Berlin - "Lichtverschmutzung" als Nemesis der Astronomie, die die alten städtischen Observatorien nahezu obsolet gemacht hat, steht seit Jahren in der Diskussion; verschiedenste Initiativen haben sich zum Ziel gesetzt, das Übermaß an künstlicher Beleuchtung vor allem in unseren Städten zu reduzieren. Doch ist die Astronomie nicht die einzige Leidtragende: Wissenschafter der Leibniz-Gemeinschaft fordern daher eine umfassendere Erforschung der Auswirkungen von künstlichem Licht auf Mensch und Umwelt. "Wir müssen uns der Tatsache stellen, dass die zunehmende Beleuchtung nicht nur positive Effekte wie eine erhöhte Sicherheit oder bessere Produktionsbedingungen für die Wirtschaft bringt, sondern auch negative Auswirkungen etwa auf die Ökologie hat", sagt der Sprecher des Leibniz-Forschungsverbundes "Verlust der Nacht" und Direktor des Leibniz-Instituts für Gewässerökologie und Binnenfischerei, Klement Tockner.
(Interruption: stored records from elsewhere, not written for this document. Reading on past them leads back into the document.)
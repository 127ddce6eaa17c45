use ndarray::{Array2, ArrayView2};

use crate::model::ModelError;

/// Mixes a `(seq_len, d_model)` sequence into a new sequence of the same shape.
pub trait Attention: Send + Sync {
    fn forward(&self, x: ArrayView2<f64>) -> Result<Array2<f64>, ModelError>;
}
Wissenschafter verschiedenster Disziplinen aus sieben Instituten der Leibniz-Gemeinschaft sowie der Technischen Universität und der Freien Universität Berlin haben sich zum Forschungsverbund "Verlust der Nacht" zusammengeschlossen. Der Verbund ist der erste Disziplinen übergreifende Versuch, die ökologischen, gesundheitlichen sowie kulturellen und sozioökonomischen Auswirkungen, aber auch die Ursachen für die zunehmende Beleuchtung der Nacht zu untersuchen, die nach Angaben der Leibniz-Gemeinschaft jährlich um fünf bis sechs Prozent ansteigt. Eine erste Bestandsaufnahme hat der Verbund in der Schriftenreihe "Zwischenruf" vorgelegt.

Forschungsgebiete

Im Bereich der Medizin und Lebenswissenschaften geht es etwa um die Bedeutung des Lichts als biologischer "Taktgeber" für Lebewesen- Studien zufolge wird bei Schichtarbeit unter Kunstlicht der Hormonhaushalt gestört, was gesundheitliche Beeinträchtigungen bis hin zu einem höheren Brustkrebsrisiko nach sich ziehen kann. In der Ökologie sind die Auswirkungen des millionenfachen Todes von Insekten (etwa an Straßenlaternen) auf Ökosysteme nur gering erforscht, wie zum Beispiel durch den Verlust von Insekten als Nahrung für andere Organismen oder auch als Bestäuber von Pflanzen. Bei Lichteinwirkungen auf Gewässer oder bei Vogelwanderungen lassen sich ebenfalls Auswirkungen durch künstliches Licht beobachten, ohne dass die genauen Umstände bisher näher untersucht sind.

Im technischen Bereich sehen die Wissenschaftler bei einer Reihe möglicher Maßnahmen Handlungsbedarf, wie etwa bei der Entwicklung moderner Beleuchtungssysteme, die bezogen auf Lichtspektrum sowie auf Lichtdosierung und -fokussierung optimiert sein sollten, und gleichzeitig etwa durch Dimmbarkeit und eine höhere Energieeffizienz positive Effekte für Natur- und Klimaschutz bringen. Aus der Bestandsaufnahme geht hervor, dass mögliche zukünftige Richtlinien - z.B. Rahmenbedingungen und Regelwerke für Raum- und Bauplanungen - gemeinsam von Ökologen, Medizinern, Ingenieuren und Sozialwissenschaftlern entwickelt werden sollten. (red)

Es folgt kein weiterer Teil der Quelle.